By Peter DiLeo | September 12, 2003 | Page 9

Arturo J. Marcana Guevara and David Fidler, Stealing Lives: The Globalization of Baseball and the Tragic Story of Alexis Quiroz. Indiana University Press, 2003, 280 pages, $27.95.

IN AN industry where revenues exceed $3.5 billion annually and the average player's salary is $2.5 million, it's hard to imagine anyone using the word "sweatshop." Yet that is the reality for thousands of Dominican and Venezuelan boys in their quest to reach "las Grandes Ligas."

Stealing Lives chronicles Major League Baseball teams' systematic abuse of Latin American teens in their efforts to find the next Sammy Sosa. Each year, hundreds of boys, aged 15 to 19, sign meager contracts--many illegally--and are sent to so-called "baseball academies" in the Dominican Republic and Venezuela.

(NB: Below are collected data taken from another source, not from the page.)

//! Allocation events as they sit in the recorder's buffer.
//!
//! Events are plain `Copy` data: capturing one never allocates, and only the
//! raw return addresses are kept. Turning addresses into symbols is left to
//! flush time.

use std::fmt;

use serde::{de, Deserialize, Deserializer, Serialize, Serializer};

pub use crate::config::MAX_BACKTRACE_DEPTH;

#[derive(Clone, Copy, Debug, PartialEq, Eq, Hash)]
#[repr(u8)]
pub enum Operation {
    Allocate = 1,
    Deallocate = 2,
    Reallocate = 3,
}

impl Operation {
    pub const fn code(self) -> u8 {
        self as u8
    }

    pub const fn from_code(code: u8) -> Option<Self> {
        match code {
            1 => Some(Self::Allocate),
            2 => Some(Self::Deallocate),
            3 => Some(Self::Reallocate),
            _ => None,
        }
    }
}

impl Serialize for Operation {
    fn serialize<S: Serializer>(&self, serializer: S) -> Result<S::Ok, S::Error> {
        serializer.serialize_u8(self.code())
    }
}

impl<'de> Deserialize<'de> for Operation {
    fn deserialize<D: Deserializer<'de>>(deserializer: D) -> Result<Self, D::Error> {
        let code = u8::deserialize(deserializer)?;
        Operation::from_code(code).ok_or_else(|| {
            de::Error::invalid_value(de::Unexpected::Unsigned(code.into()), &"1, 2 or 3")
        })
    }
}

/// An anchor on the stack of an allocation entry point. Frames below it
/// belong to the tracer and are left out of an event's provenance.
#[derive(Clone, Copy, Debug, PartialEq, Eq)]
pub struct CallSite {
    sp: usize,
}

impl CallSite {
    /// No anchor: provenance starts at whatever frame captured it.
    pub const UNKNOWN: Self = Self { sp: 0 };

    /// Anchor at the calling function's frame. This must be inlined into the
    /// entry point, which is what it anchors.
    #[inline(always)]
    pub fn here() -> Self {
        let marker = 0u8;
        Self {
            sp: std::hint::black_box(&marker) as *const u8 as usize,
        }
    }
}

/// Return addresses of the application frames that made a call, innermost
/// first.
#[derive(Clone, Copy, PartialEq, Eq)]
pub struct Provenance {
    frames: [usize; MAX_BACKTRACE_DEPTH],
    len: u8,
}

impl Provenance {
    pub const EMPTY: Self = Self {
        frames: [0; MAX_BACKTRACE_DEPTH],
        len: 0,
    };

    pub fn from_frames(frames: &[usize]) -> Self {
        let mut p = Self::EMPTY;
        for &ip in frames.iter().take(MAX_BACKTRACE_DEPTH) {
            p.frames[p.len as usize] = ip;
            p.len += 1;
        }
        p
    }

    /// Walk the stack above `site` and keep the first `depth` return
    /// addresses, starting with the one the entry point that owns `site` will
    /// return to.
    ///
    /// The unwinder reports each frame's stack pointer as it was at the call
    /// out of that frame, so the entry point's own frame sits at or below
    /// `site` and the first frame above it is its caller.
    ///
    /// Unwinding may allocate the first time it touches a module, so this must
    /// only be called from inside instrumentation.
    pub fn capture(site: CallSite, depth: usize) -> Self {
        let depth = depth.min(MAX_BACKTRACE_DEPTH);
        let mut p = Self::EMPTY;
        if depth == 0 {
            return p;
        }
        // SAFETY: only ever called with the tracer's guard held, which keeps
        // unwinds from running concurrently.
        unsafe {
            backtrace::trace_unsynchronized(|frame| {
                let sp = frame.sp() as usize;
                if sp != 0 && sp <= site.sp {
                    return true;
                }
                p.frames[p.len as usize] = frame.ip() as usize;
                p.len += 1;
                (p.len as usize) < depth
            });
        }
        p
    }

    pub fn as_slice(&self) -> &[usize] {
        &self.frames[..self.len as usize]
    }

    /// The `i`th return address, or `0` past the end.
    pub fn get(&self, i: usize) -> usize {
        self.as_slice().get(i).copied().unwrap_or(0)
    }

    pub fn len(&self) -> usize {
        self.len as usize
    }

    pub fn is_empty(&self) -> bool {
        self.len == 0
    }
}

impl Default for Provenance {
    fn default() -> Self {
        Self::EMPTY
    }
}

impl fmt::Debug for Provenance {
    fn fmt(&self, f: &mut fmt::Formatter<'_>) -> fmt::Result {
        let mut list = f.debug_list();
        for ip in self.as_slice() {
            list.entry(&format_args!("{ip:#x}"));
        }
        list.finish()
    }
}

/// One call to an allocation primitive.
#[derive(Clone, Copy, Debug, PartialEq, Eq)]
pub struct AllocationEvent {
    pub operation: Operation,
    /// The pointer returned (allocations) or passed in (everything else)
    pub primary: usize,
    /// The pointer returned by a reallocation, `0` otherwise
    pub secondary: usize,
    /// Requested size in bytes, `0` for deallocations
    pub size: usize,
    pub provenance: Provenance,
}

impl AllocationEvent {
    pub const fn allocate(ptr: usize, size: usize) -> Self {
        Self {
            operation: Operation::Allocate,
            primary: ptr,
            secondary: 0,
            size,
            provenance: Provenance::EMPTY,
        }
    }

    pub const fn deallocate(ptr: usize) -> Self {
        Self {
            operation: Operation::Deallocate,
            primary: ptr,
            secondary: 0,
            size: 0,
            provenance: Provenance::EMPTY,
        }
    }

    pub const fn reallocate(old: usize, new: usize, size: usize) -> Self {
        Self {
            operation: Operation::Reallocate,
            primary: old,
            secondary: new,
            size,
            provenance: Provenance::EMPTY,
        }
    }

    pub fn with_provenance(mut self, provenance: Provenance) -> Self {
        self.provenance = provenance;
        self
    }
}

Stealing Lives follows the story of Alexis Quiroz. Signed as a teen by the Chicago Cubs in Venezuela in the late 1990s, Quiroz was jerked around for several years, never given a copy of his contracts, paid less than he was told and, worst of all, sent to the Cub's medieval "academy" in the Dominican Republic.

With the carrot of Major League riches dangled in front of them, players practiced and played games for eight to 12 hours a day in sweltering heat with no water. Alexi lived in a house that crowded 10 players to a room, without running water. Their daily meals amounted to two small bowls of plantains and rice.

Alexis' nightmarish story culminates in a second tour at the academy where he dislocates his shoulder. The team--unwilling to pay for a proper medical attention--brings him to a utility shed where a "doctor" stomps on his shoulder to pop it into place. Not only was Quiroz never able to play again, but never regained full use of his arm.

This compared to the treatment of baseball prospects in the U.S. and Asia, where amateurs are showered with million-dollar signing bonuses and given the best training regiments. Stealing Lives is a shocking indictment of the depths that major league franchises will sink to make money.